Germany's climate targets have become stricter with the updated climate protection law—prescribing stronger emissions cuts, especially for the energy and transport sectors—ahead of September 2020's German Bundestag federal parliamentary elections in which the Greens top the polls. The climate protection law sits alongside European refinery emissions allowances and the national implementation of EU transport fuel regulations, including the Fuels Quality Directive (FQD) and Renewable Energy Directive (RED) II, through which Germany is pushing new low-emissions fuel quotas for fuel suppliers.

Moreover, upcoming regulatory changes in the form of the landmark EU carbon border tax could mean further legislative action might be just around the corner.

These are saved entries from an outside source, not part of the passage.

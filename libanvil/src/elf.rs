//! Word-size abstraction over the on-disk ELF structures. The size and serialize passes are
//! written once, generic over `ElfClass`, and instantiated for `Class32` and `Class64`. The
//! structure definitions come from the `object` crate so the byte layout is exactly what loaders
//! expect.

use object::Endianness;
use object::U16;
use object::U32;
use object::U64;
use object::elf;
use object::pod::Pod;

/// Field values for the ELF file header, independent of word size.
pub(crate) struct FileHeaderValues {
    pub(crate) file_type: u16,
    pub(crate) machine: u16,
    pub(crate) os_abi: u8,
    pub(crate) abi_version: u8,
    pub(crate) entry: u64,
    pub(crate) phoff: u64,
    pub(crate) shoff: u64,
    pub(crate) flags: u32,
    pub(crate) phnum: u16,
    pub(crate) shnum: u16,
    pub(crate) shstrndx: u16,
}

pub(crate) struct SectionHeaderValues {
    pub(crate) name: u32,
    pub(crate) kind: u32,
    pub(crate) flags: u64,
    pub(crate) addr: u64,
    pub(crate) offset: u64,
    pub(crate) size: u64,
    pub(crate) link: u32,
    pub(crate) info: u32,
    pub(crate) addralign: u64,
    pub(crate) entsize: u64,
}

pub(crate) struct ProgramHeaderValues {
    pub(crate) kind: u32,
    pub(crate) flags: u32,
    pub(crate) offset: u64,
    pub(crate) vaddr: u64,
    pub(crate) paddr: u64,
    pub(crate) filesz: u64,
    pub(crate) memsz: u64,
    pub(crate) align: u64,
}

pub(crate) trait ElfClass {
    const CLASS: u8;
    /// Size in bytes of a pointer-width word.
    const WORD_SIZE: usize;

    type FileHeader: Pod;
    type ProgramHeader: Pod;
    type SectionHeader: Pod;
    type Sym: Pod;
    type Dyn: Pod;
    type Rel: Pod;
    type Rela: Pod;

    fn make_file_header(e: Endianness, values: &FileHeaderValues) -> Self::FileHeader;
    fn make_program_header(e: Endianness, values: &ProgramHeaderValues) -> Self::ProgramHeader;
    fn make_section_header(e: Endianness, values: &SectionHeaderValues) -> Self::SectionHeader;
    fn make_sym(
        e: Endianness,
        name: u32,
        info: u8,
        other: u8,
        shndx: u16,
        value: u64,
        size: u64,
    ) -> Self::Sym;
    fn make_dyn(e: Endianness, tag: i64, value: u64) -> Self::Dyn;
    fn make_rel(e: Endianness, offset: u64, sym: u32, rtype: u32) -> Self::Rel;
    fn make_rela(e: Endianness, offset: u64, sym: u32, rtype: u32, addend: i64) -> Self::Rela;
}

fn ident(e: Endianness, class: u8, os_abi: u8, abi_version: u8) -> elf::Ident {
    elf::Ident {
        magic: elf::ELFMAG,
        class,
        data: match e {
            Endianness::Little => elf::ELFDATA2LSB,
            Endianness::Big => elf::ELFDATA2MSB,
        },
        version: elf::EV_CURRENT,
        os_abi,
        abi_version,
        padding: [0; 7],
    }
}

pub(crate) struct Class32;
pub(crate) struct Class64;

impl ElfClass for Class32 {
    const CLASS: u8 = elf::ELFCLASS32;
    const WORD_SIZE: usize = 4;

    type FileHeader = elf::FileHeader32<Endianness>;
    type ProgramHeader = elf::ProgramHeader32<Endianness>;
    type SectionHeader = elf::SectionHeader32<Endianness>;
    type Sym = elf::Sym32<Endianness>;
    type Dyn = elf::Dyn32<Endianness>;
    type Rel = elf::Rel32<Endianness>;
    type Rela = elf::Rela32<Endianness>;

    fn make_file_header(e: Endianness, values: &FileHeaderValues) -> Self::FileHeader {
        elf::FileHeader32 {
            e_ident: ident(e, Self::CLASS, values.os_abi, values.abi_version),
            e_type: U16::new(e, values.file_type),
            e_machine: U16::new(e, values.machine),
            e_version: U32::new(e, u32::from(elf::EV_CURRENT)),
            e_entry: U32::new(e, values.entry as u32),
            e_phoff: U32::new(e, values.phoff as u32),
            e_shoff: U32::new(e, values.shoff as u32),
            e_flags: U32::new(e, values.flags),
            e_ehsize: U16::new(e, size_of::<Self::FileHeader>() as u16),
            e_phentsize: U16::new(e, size_of::<Self::ProgramHeader>() as u16),
            e_phnum: U16::new(e, values.phnum),
            e_shentsize: U16::new(e, size_of::<Self::SectionHeader>() as u16),
            e_shnum: U16::new(e, values.shnum),
            e_shstrndx: U16::new(e, values.shstrndx),
        }
    }

    fn make_program_header(e: Endianness, values: &ProgramHeaderValues) -> Self::ProgramHeader {
        elf::ProgramHeader32 {
            p_type: U32::new(e, values.kind),
            p_offset: U32::new(e, values.offset as u32),
            p_vaddr: U32::new(e, values.vaddr as u32),
            p_paddr: U32::new(e, values.paddr as u32),
            p_filesz: U32::new(e, values.filesz as u32),
            p_memsz: U32::new(e, values.memsz as u32),
            p_flags: U32::new(e, values.flags),
            p_align: U32::new(e, values.align as u32),
        }
    }

    fn make_section_header(e: Endianness, values: &SectionHeaderValues) -> Self::SectionHeader {
        elf::SectionHeader32 {
            sh_name: U32::new(e, values.name),
            sh_type: U32::new(e, values.kind),
            sh_flags: U32::new(e, values.flags as u32),
            sh_addr: U32::new(e, values.addr as u32),
            sh_offset: U32::new(e, values.offset as u32),
            sh_size: U32::new(e, values.size as u32),
            sh_link: U32::new(e, values.link),
            sh_info: U32::new(e, values.info),
            sh_addralign: U32::new(e, values.addralign as u32),
            sh_entsize: U32::new(e, values.entsize as u32),
        }
    }

    fn make_sym(
        e: Endianness,
        name: u32,
        info: u8,
        other: u8,
        shndx: u16,
        value: u64,
        size: u64,
    ) -> Self::Sym {
        elf::Sym32 {
            st_name: U32::new(e, name),
            st_value: U32::new(e, value as u32),
            st_size: U32::new(e, size as u32),
            st_info: info,
            st_other: other,
            st_shndx: U16::new(e, shndx),
        }
    }

    fn make_dyn(e: Endianness, tag: i64, value: u64) -> Self::Dyn {
        elf::Dyn32 {
            d_tag: U32::new(e, tag as u32),
            d_val: U32::new(e, value as u32),
        }
    }

    fn make_rel(e: Endianness, offset: u64, sym: u32, rtype: u32) -> Self::Rel {
        elf::Rel32 {
            r_offset: U32::new(e, offset as u32),
            r_info: U32::new(e, (sym << 8) | (rtype & 0xff)),
        }
    }

    fn make_rela(e: Endianness, offset: u64, sym: u32, rtype: u32, addend: i64) -> Self::Rela {
        elf::Rela32 {
            r_offset: U32::new(e, offset as u32),
            r_info: U32::new(e, (sym << 8) | (rtype & 0xff)),
            r_addend: object::I32::new(e, addend as i32),
        }
    }
}

impl ElfClass for Class64 {
    const CLASS: u8 = elf::ELFCLASS64;
    const WORD_SIZE: usize = 8;

    type FileHeader = elf::FileHeader64<Endianness>;
    type ProgramHeader = elf::ProgramHeader64<Endianness>;
    type SectionHeader = elf::SectionHeader64<Endianness>;
    type Sym = elf::Sym64<Endianness>;
    type Dyn = elf::Dyn64<Endianness>;
    type Rel = elf::Rel64<Endianness>;
    type Rela = elf::Rela64<Endianness>;

    fn make_file_header(e: Endianness, values: &FileHeaderValues) -> Self::FileHeader {
        elf::FileHeader64 {
            e_ident: ident(e, Self::CLASS, values.os_abi, values.abi_version),
            e_type: U16::new(e, values.file_type),
            e_machine: U16::new(e, values.machine),
            e_version: U32::new(e, u32::from(elf::EV_CURRENT)),
            e_entry: U64::new(e, values.entry),
            e_phoff: U64::new(e, values.phoff),
            e_shoff: U64::new(e, values.shoff),
            e_flags: U32::new(e, values.flags),
            e_ehsize: U16::new(e, size_of::<Self::FileHeader>() as u16),
            e_phentsize: U16::new(e, size_of::<Self::ProgramHeader>() as u16),
            e_phnum: U16::new(e, values.phnum),
            e_shentsize: U16::new(e, size_of::<Self::SectionHeader>() as u16),
            e_shnum: U16::new(e, values.shnum),
            e_shstrndx: U16::new(e, values.shstrndx),
        }
    }

    fn make_program_header(e: Endianness, values: &ProgramHeaderValues) -> Self::ProgramHeader {
        elf::ProgramHeader64 {
            p_type: U32::new(e, values.kind),
            p_flags: U32::new(e, values.flags),
            p_offset: U64::new(e, values.offset),
            p_vaddr: U64::new(e, values.vaddr),
            p_paddr: U64::new(e, values.paddr),
            p_filesz: U64::new(e, values.filesz),
            p_memsz: U64::new(e, values.memsz),
            p_align: U64::new(e, values.align),
        }
    }

    fn make_section_header(e: Endianness, values: &SectionHeaderValues) -> Self::SectionHeader {
        elf::SectionHeader64 {
            sh_name: U32::new(e, values.name),
            sh_type: U32::new(e, values.kind),
            sh_flags: U64::new(e, values.flags),
            sh_addr: U64::new(e, values.addr),
            sh_offset: U64::new(e, values.offset),
            sh_size: U64::new(e, values.size),
            sh_link: U32::new(e, values.link),
            sh_info: U32::new(e, values.info),
            sh_addralign: U64::new(e, values.addralign),
            sh_entsize: U64::new(e, values.entsize),
        }
    }

    fn make_sym(
        e: Endianness,
        name: u32,
        info: u8,
        other: u8,
        shndx: u16,
        value: u64,
        size: u64,
    ) -> Self::Sym {
        elf::Sym64 {
            st_name: U32::new(e, name),
            st_info: info,
            st_other: other,
            st_shndx: U16::new(e, shndx),
            st_value: U64::new(e, value),
            st_size: U64::new(e, size),
        }
    }

    fn make_dyn(e: Endianness, tag: i64, value: u64) -> Self::Dyn {
        elf::Dyn64 {
            d_tag: U64::new(e, tag as u64),
            d_val: U64::new(e, value),
        }
    }

    fn make_rel(e: Endianness, offset: u64, sym: u32, rtype: u32) -> Self::Rel {
        elf::Rel64 {
            r_offset: U64::new(e, offset),
            r_info: U64::new(e, (u64::from(sym) << 32) | u64::from(rtype)),
        }
    }

    fn make_rela(e: Endianness, offset: u64, sym: u32, rtype: u32, addend: i64) -> Self::Rela {
        elf::Rela64 {
            r_offset: U64::new(e, offset),
            r_info: U64::new(e, (u64::from(sym) << 32) | u64::from(rtype)),
            r_addend: object::I64::new(e, addend),
        }
    }
}
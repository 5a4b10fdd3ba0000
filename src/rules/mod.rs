//! Scoring rules for game implementations.
//!
//! Games describe their scoring with:
//! - `ScoringRules`: fields + bonuses, with the reducer and presenter
//!   derived from them
//! - `GameUtility`: the declarative implementation every built-in game uses
//!
//! The registry and sessions call into `ScoringRules` but never interpret
//! game-specific fields directly.

pub mod scoring;
pub mod utility;

pub use scoring::{ScoringRules, Terms};
pub use utility::{GameUtility, QuickControl, RuleFn, UiHints, WinningCondition};
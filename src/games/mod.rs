//! Built-in game definitions.
//!
//! Each game is an independent `GameUtility`:
//! - `splendor` (174430)
//! - `qwirkle` (25669)
//! - `odin` (406854), lowest score wins
//! - `wingspan` (266192)

pub mod odin;
pub mod qwirkle;
pub mod splendor;
pub mod wingspan;

use crate::rules::GameUtility;

/// Every built-in game, in a fixed order.
#[must_use]
pub fn builtin() -> Vec<GameUtility> {
    vec![
        splendor::utility(),
        qwirkle::utility(),
        odin::utility(),
        wingspan::utility(),
    ]
}
//! Game utility registry.
//!
//! The `GameRegistry` maps game ids to their `GameUtility`. It is filled
//! once at startup and only read afterwards, so it can be shared behind an
//! `Arc` without locking. Unknown ids are a normal `None`, which lets
//! callers fall back to a generic scoring form.

use rustc_hash::FxHashMap;
use serde::Serialize;
use tracing::{debug, info, warn};

use crate::breakdown::Breakdown;
use crate::core::{GameId, RawScores, RegistryConfig};
use crate::error::{ScoreError, ScoreResult};
use crate::games;
use crate::rules::{GameUtility, ScoringRules, WinningCondition};
use crate::schema::ValidationIssue;

/// Result of scoring one player's record at the registry boundary.
#[derive(Clone, Debug, PartialEq, Eq, Serialize)]
pub struct Evaluation {
    pub game_id: GameId,
    pub winning_condition: WinningCondition,
    pub final_score: i64,
    pub breakdown: Breakdown,
    /// Input problems. Evaluation still succeeds when this is non-empty.
    #[serde(serialize_with = "serialize_issues")]
    pub issues: Vec<ValidationIssue>,
}

impl Evaluation {
    #[must_use]
    pub fn is_valid(&self) -> bool {
        self.issues.is_empty()
    }
}

fn serialize_issues<S: serde::Serializer>(issues: &[ValidationIssue], serializer: S) -> Result<S::Ok, S::Error> {
    serializer.collect_seq(issues.iter().map(ToString::to_string))
}

/// Registry of game utilities.
///
/// ## Example
///
/// ```
/// use meeple_score::core::RawScores;
/// use meeple_score::registry::GameRegistry;
///
/// let registry = GameRegistry::with_builtin_games().unwrap();
///
/// assert!(registry.has("25669"));
/// assert!(registry.lookup("nonexistent-id").is_none());
///
/// let scores = RawScores::new().with("points", 40).with("qwirkles", 2).with("allTiles", true);
/// let evaluation = registry.evaluate("25669", &scores).unwrap();
/// assert_eq!(evaluation.final_score, 70);
/// ```
#[derive(Clone, Debug, Default)]
pub struct GameRegistry {
    games: FxHashMap<GameId, GameUtility>,
}

impl GameRegistry {
    /// Create an empty registry.
    #[must_use]
    pub fn new() -> Self {
        Self::default()
    }

    /// Registry with every built-in game and the default configuration.
    pub fn with_builtin_games() -> ScoreResult<Self> {
        Self::from_config(&RegistryConfig::default())
    }

    /// Registry with the built-in games the configuration enables.
    ///
    /// Fails if the allow-list names a game that is not built in.
    pub fn from_config(config: &RegistryConfig) -> ScoreResult<Self> {
        let builtin = games::builtin();

        if let Some(wanted) = &config.games {
            if let Some(missing) = wanted
                .iter()
                .find(|id| !builtin.iter().any(|g| &g.game_id == *id))
            {
                return Err(ScoreError::UnknownGame(missing.to_string()));
            }
        }

        let mut registry = Self::new();
        for utility in builtin.into_iter().filter(|g| config.enables(&g.game_id)) {
            registry.register(utility.with_range_policy(config.range_policy))?;
        }

        info!(
            games = registry.len(),
            range_policy = ?config.range_policy,
            "Game registry built"
        );
        Ok(registry)
    }

    /// Register a game utility.
    ///
    /// Rejects a duplicate id and a definition that breaks schema invariants.
    pub fn register(&mut self, utility: GameUtility) -> ScoreResult<()> {
        if self.games.contains_key(&utility.game_id) {
            return Err(ScoreError::DuplicateGame(utility.game_id));
        }

        let issues = utility.definition_issues();
        if !issues.is_empty() {
            return Err(ScoreError::InvalidDefinition {
                game_id: utility.game_id,
                issues,
            });
        }

        debug!(game_id = %utility.game_id, game = %utility.game_name, "Registered game utility");
        self.games.insert(utility.game_id.clone(), utility);
        Ok(())
    }

    /// Get a game utility by id.
    #[must_use]
    pub fn lookup(&self, game_id: &str) -> Option<&GameUtility> {
        self.games.get(game_id)
    }

    /// Check if a game id is registered.
    #[must_use]
    pub fn has(&self, game_id: &str) -> bool {
        self.games.contains_key(game_id)
    }

    #[must_use]
    pub fn len(&self) -> usize {
        self.games.len()
    }

    #[must_use]
    pub fn is_empty(&self) -> bool {
        self.games.is_empty()
    }

    /// Iterate over all game utilities in arbitrary order.
    pub fn iter(&self) -> impl Iterator<Item = &GameUtility> {
        self.games.values()
    }

    /// Registered game ids, sorted.
    #[must_use]
    pub fn game_ids(&self) -> Vec<&GameId> {
        let mut ids: Vec<_> = self.games.keys().collect();
        ids.sort();
        ids
    }

    /// Score one player's record.
    ///
    /// Returns `None` for an unknown game. Input problems are reported in
    /// `Evaluation::issues`; the score is still computed from the
    /// normalized record.
    #[must_use]
    pub fn evaluate(&self, game_id: &str, scores: &RawScores) -> Option<Evaluation> {
        let Some(utility) = self.lookup(game_id) else {
            debug!(game_id, "No game utility registered");
            return None;
        };

        let breakdown = utility.compute_breakdown(scores);
        let final_score = breakdown.total();
        let issues = utility.validate_with_total(scores, final_score);

        if !issues.is_empty() {
            warn!(
                game_id,
                issues = issues.len(),
                first = %issues[0],
                "Score record failed validation"
            );
        }
        debug!(game_id, final_score, items = breakdown.len(), "Evaluated score record");

        Some(Evaluation {
            game_id: utility.game_id.clone(),
            winning_condition: utility.winning_condition,
            final_score,
            breakdown,
            issues,
        })
    }
}
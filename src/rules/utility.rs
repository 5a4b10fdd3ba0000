//! Game utility: one game's complete scoring definition.
//!
//! A `GameUtility` bundles game metadata, the field schema, the bonus list
//! and UI hints, and implements `ScoringRules`. Games build one with the
//! builder methods below and hand it to the registry.

use serde::{Deserialize, Serialize};
use std::cmp::Ordering;

use crate::bonus::BonusSpec;
use crate::core::{GameId, RangePolicy, RawScores};
use crate::schema::{validate_scores, ScoreFieldSpec, ValidationIssue};

use super::scoring::ScoringRules;

/// Extra per-game validation over a normalized record.
pub type RuleFn = fn(&RawScores) -> Vec<ValidationIssue>;

/// Whether a higher or a lower final score wins.
#[derive(Clone, Copy, Debug, Default, PartialEq, Eq, Hash, Serialize, Deserialize)]
#[serde(rename_all = "lowercase")]
pub enum WinningCondition {
    #[default]
    Highest,
    Lowest,
}

impl WinningCondition {
    /// Order two final scores, better first.
    #[must_use]
    pub fn compare(self, a: i64, b: i64) -> Ordering {
        match self {
            WinningCondition::Highest => b.cmp(&a),
            WinningCondition::Lowest => a.cmp(&b),
        }
    }

    /// Whether `a` strictly beats `b`.
    #[must_use]
    pub fn is_better(self, a: i64, b: i64) -> bool {
        self.compare(a, b) == Ordering::Less
    }
}

/// Preset increment button on the scoring form.
#[derive(Clone, Debug, PartialEq, Eq, Serialize, Deserialize)]
pub struct QuickControl {
    pub label: String,
    pub value: i64,
}

impl QuickControl {
    pub fn new(label: impl Into<String>, value: i64) -> Self {
        Self {
            label: label.into(),
            value,
        }
    }
}

/// Presentation hints for the scoring form. Not interpreted by evaluation,
/// except `allow_negative_scores` which `validate` enforces.
#[derive(Clone, Debug, Default, PartialEq, Eq, Serialize, Deserialize)]
pub struct UiHints {
    pub show_round_tracker: bool,
    pub allow_negative_scores: bool,
    /// Names of game-specific form components.
    pub custom_components: Vec<String>,
    pub quick_controls: Vec<QuickControl>,
}

impl UiHints {
    #[must_use]
    pub fn new() -> Self {
        Self::default()
    }

    #[must_use]
    pub fn with_round_tracker(mut self) -> Self {
        self.show_round_tracker = true;
        self
    }

    #[must_use]
    pub fn allowing_negative_scores(mut self) -> Self {
        self.allow_negative_scores = true;
        self
    }

    #[must_use]
    pub fn with_component(mut self, name: impl Into<String>) -> Self {
        self.custom_components.push(name.into());
        self
    }

    #[must_use]
    pub fn with_quick_control(mut self, control: QuickControl) -> Self {
        self.quick_controls.push(control);
        self
    }
}

/// Complete scoring definition of one game.
///
/// ## Example
///
/// ```
/// use meeple_score::bonus::BonusSpec;
/// use meeple_score::core::RawScores;
/// use meeple_score::rules::{GameUtility, ScoringRules, WinningCondition};
/// use meeple_score::schema::ScoreFieldSpec;
///
/// let game = GameUtility::new("1", "Coins")
///     .with_players(2, 4)
///     .with_winning_condition(WinningCondition::Highest)
///     .with_field(ScoreFieldSpec::number("coins", "Coins").base_term())
///     .with_field(ScoreFieldSpec::number("gems", "Gems"))
///     .with_bonus(BonusSpec::new("gemBonus", "Gem Bonus", |s| s.get_int("gems", 0) * 2));
///
/// let scores = RawScores::new().with("coins", 5).with("gems", 3);
/// assert_eq!(game.compute_final_score(&scores), 11);
/// assert_eq!(game.compute_breakdown(&scores).total(), 11);
/// ```
#[derive(Clone)]
pub struct GameUtility {
    pub game_id: GameId,
    pub game_name: String,
    pub min_players: u8,
    pub max_players: u8,
    pub winning_condition: WinningCondition,
    pub fields: Vec<ScoreFieldSpec>,
    pub bonuses: Vec<BonusSpec>,
    pub ui: UiHints,
    pub range_policy: RangePolicy,
    pub total_description: Option<String>,
    pub rule: Option<RuleFn>,
}

impl GameUtility {
    /// Create an empty definition for 1-255 players, highest score wins.
    pub fn new(game_id: impl Into<GameId>, game_name: impl Into<String>) -> Self {
        Self {
            game_id: game_id.into(),
            game_name: game_name.into(),
            min_players: 1,
            max_players: u8::MAX,
            winning_condition: WinningCondition::default(),
            fields: Vec::new(),
            bonuses: Vec::new(),
            ui: UiHints::default(),
            range_policy: RangePolicy::default(),
            total_description: None,
            rule: None,
        }
    }

    #[must_use]
    pub fn with_players(mut self, min: u8, max: u8) -> Self {
        self.min_players = min;
        self.max_players = max;
        self
    }

    #[must_use]
    pub fn with_winning_condition(mut self, condition: WinningCondition) -> Self {
        self.winning_condition = condition;
        self
    }

    #[must_use]
    pub fn with_field(mut self, field: ScoreFieldSpec) -> Self {
        self.fields.push(field);
        self
    }

    #[must_use]
    pub fn with_bonus(mut self, bonus: BonusSpec) -> Self {
        self.bonuses.push(bonus);
        self
    }

    #[must_use]
    pub fn with_ui(mut self, ui: UiHints) -> Self {
        self.ui = ui;
        self
    }

    #[must_use]
    pub fn with_range_policy(mut self, policy: RangePolicy) -> Self {
        self.range_policy = policy;
        self
    }

    #[must_use]
    pub fn with_total_description(mut self, description: impl Into<String>) -> Self {
        self.total_description = Some(description.into());
        self
    }

    /// Add a game-specific validation rule.
    #[must_use]
    pub fn with_rule(mut self, rule: RuleFn) -> Self {
        self.rule = Some(rule);
        self
    }

    #[must_use]
    pub fn field(&self, key: &str) -> Option<&ScoreFieldSpec> {
        self.fields.iter().find(|f| f.key.as_str() == key)
    }

    #[must_use]
    pub fn bonus(&self, key: &str) -> Option<&BonusSpec> {
        self.bonuses.iter().find(|b| b.key.as_str() == key)
    }

    /// A record with every field at its default, as a blank form starts.
    #[must_use]
    pub fn default_scores(&self) -> RawScores {
        self.fields
            .iter()
            .map(|f| (f.key.clone(), f.default_value.clone()))
            .collect()
    }

    #[must_use]
    pub fn supports_player_count(&self, count: usize) -> bool {
        (self.min_players as usize..=self.max_players as usize).contains(&count)
    }

    /// Check a player's record. Returns every issue found.
    ///
    /// Covers the field schema, the game's own rule and, unless the game
    /// allows it, a negative final score.
    #[must_use]
    pub fn validate(&self, raw: &RawScores) -> Vec<ValidationIssue> {
        self.validate_with_total(raw, self.compute_final_score(raw))
    }

    /// `validate` for a record whose final score is already known.
    #[must_use]
    pub fn validate_with_total(&self, raw: &RawScores, total: i64) -> Vec<ValidationIssue> {
        let mut issues = validate_scores(&self.fields, raw);

        if let Some(rule) = self.rule {
            issues.extend(rule(&self.normalize(raw)));
        }

        if !self.ui.allow_negative_scores && total < 0 {
            issues.push(ValidationIssue::NegativeTotal { total });
        }

        issues
    }

    /// Check the definition itself. Returns every problem found.
    #[must_use]
    pub fn definition_issues(&self) -> Vec<String> {
        let mut issues = Vec::new();

        if self.game_id.as_str().is_empty() {
            issues.push("game id is empty".to_string());
        }
        if self.min_players == 0 {
            issues.push("min_players must be at least 1".to_string());
        }
        if self.min_players > self.max_players {
            issues.push(format!(
                "min_players {} exceeds max_players {}",
                self.min_players, self.max_players
            ));
        }

        for field in &self.fields {
            issues.extend(field.definition_issues());
        }

        let mut keys: Vec<&str> = self
            .fields
            .iter()
            .map(|f| f.key.as_str())
            .chain(self.bonuses.iter().map(|b| b.key.as_str()))
            .collect();
        keys.sort_unstable();
        for pair in keys.windows(2) {
            if pair[0] == pair[1] {
                issues.push(format!("{}: key is declared more than once", pair[0]));
            }
        }

        issues
    }
}

impl ScoringRules for GameUtility {
    fn fields(&self) -> &[ScoreFieldSpec] {
        &self.fields
    }

    fn bonuses(&self) -> &[BonusSpec] {
        &self.bonuses
    }

    fn range_policy(&self) -> RangePolicy {
        self.range_policy
    }

    fn total_description(&self) -> Option<&str> {
        self.total_description.as_deref()
    }
}

impl std::fmt::Debug for GameUtility {
    fn fmt(&self, f: &mut std::fmt::Formatter<'_>) -> std::fmt::Result {
        f.debug_struct("GameUtility")
            .field("game_id", &self.game_id)
            .field("game_name", &self.game_name)
            .field("players", &(self.min_players..=self.max_players))
            .field("winning_condition", &self.winning_condition)
            .field("fields", &self.fields)
            .field("bonuses", &self.bonuses)
            .field("range_policy", &self.range_policy)
            .finish_non_exhaustive()
    }
}
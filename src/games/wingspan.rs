//! Wingspan: bird, bonus card and goal points plus eggs, food and tucked cards.

use crate::bonus::BonusSpec;
use crate::core::RawScores;
use crate::rules::{GameUtility, WinningCondition};
use crate::schema::ScoreFieldSpec;

pub const GAME_ID: &str = "266192";

fn eggs(s: &RawScores) -> i64 {
    s.get_int("eggs", 0)
}

fn cached_food(s: &RawScores) -> i64 {
    s.get_int("cachedFood", 0)
}

fn tucked_cards(s: &RawScores) -> i64 {
    s.get_int("tuckedCards", 0)
}

/// Scoring definition for Wingspan.
///
/// Every item on the score pad is worth its face value; eggs, cached food
/// and tucked cards are counts worth 1 point each.
#[must_use]
pub fn utility() -> GameUtility {
    GameUtility::new(GAME_ID, "Wingspan")
        .with_players(1, 5)
        .with_winning_condition(WinningCondition::Highest)
        .with_field(ScoreFieldSpec::number("birds", "Bird Points").base_term())
        .with_field(ScoreFieldSpec::number("bonusCards", "Bonus Cards").base_term())
        .with_field(
            ScoreFieldSpec::number("roundGoals", "End-of-Round Goals")
                .with_max(20)
                .base_term(),
        )
        .with_field(ScoreFieldSpec::number("eggs", "Eggs on Birds"))
        .with_field(ScoreFieldSpec::number("cachedFood", "Cached Food"))
        .with_field(ScoreFieldSpec::number("tuckedCards", "Tucked Cards"))
        .with_bonus(BonusSpec::new("eggPoints", "Eggs on Birds", eggs).with_description("1 point per egg"))
        .with_bonus(
            BonusSpec::new("foodPoints", "Cached Food", cached_food)
                .with_description("1 point per cached food token"),
        )
        .with_bonus(
            BonusSpec::new("tuckedPoints", "Tucked Cards", tucked_cards)
                .with_description("1 point per tucked card"),
        )
}

#[cfg(test)]
mod tests {
    use super::*;
    use crate::rules::ScoringRules;

    #[test]
    fn test_full_score_pad() {
        let game = utility();
        let scores = RawScores::new()
            .with("birds", 42)
            .with("bonusCards", 9)
            .with("roundGoals", 11)
            .with("eggs", 14)
            .with("cachedFood", 3)
            .with("tuckedCards", 8);

        assert_eq!(game.compute_final_score(&scores), 87);
        assert_eq!(game.compute_breakdown(&scores).total(), 87);
    }

    #[test]
    fn test_tucked_cards_count_toward_total() {
        let game = utility();
        let scores = RawScores::new().with("tuckedCards", 5);

        let breakdown = game.compute_breakdown(&scores);
        assert_eq!(breakdown.find("Tucked Cards").map(|i| i.value), Some(5));
        assert_eq!(game.compute_final_score(&scores), 5);
    }

    #[test]
    fn test_solo_supported() {
        assert!(utility().supports_player_count(1));
        assert!(!utility().supports_player_count(6));
    }
}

"As regards the transport sector, Germany will not only increase the targets of the GHG reduction quota for 2030 (a new law was passed by Parliament in May 2021), but the government is also planning to introduce a minimum quota for jet fuel developed on the basis of green power as of 2026 [known as the power-to-liquids quota]. Other than that, it is thinking about investments in refueling infrastructure in general," Daum added.

The power-to-liquids quota might encourage synthetic fuel production and will begin at 0.5% in 2026 and go up to 2% by 2030.

As a result, fossil fuel-based oil products demand is expected to decline, but not disappear over the long-term, to be replaced by green mobility. German refineries could cope by seeking out EU and German government funding to start green hydrogen plants to test their business models. Parallel funding programs, both at the German and EU levels, have already helped bankroll some German refinery green hydrogen projects.

According to IHS Markit analysts, wider use of Hydrotreated Vegetable Oil (HVO) as fuel would boost hydrogen consumption as the HVO biofuel process requires vast amounts of it to remove the oxygen from the feedstock and isomerize the hydrocarbon chains.

Equally, industry association Fuels Europe has spotlighted the supplementary role hydrogen could play even in greening the power mix at a refinery. "The intermittency of electricity generation from solar and wind sources requires the availability of a vast, responsive, and flexible capacity to store energy at times when its supply exceeds the demand. Hydrogen supply can be used as a backup for a refinery," it said.

The refinery body points out the unique hydrogen expertise available in the sector, leaving it well equipped to become a future major producer, noting it "has deep experience in the production, storage and use of hydrogen, in addition to owning and operating the relevant equipment and technical facilities."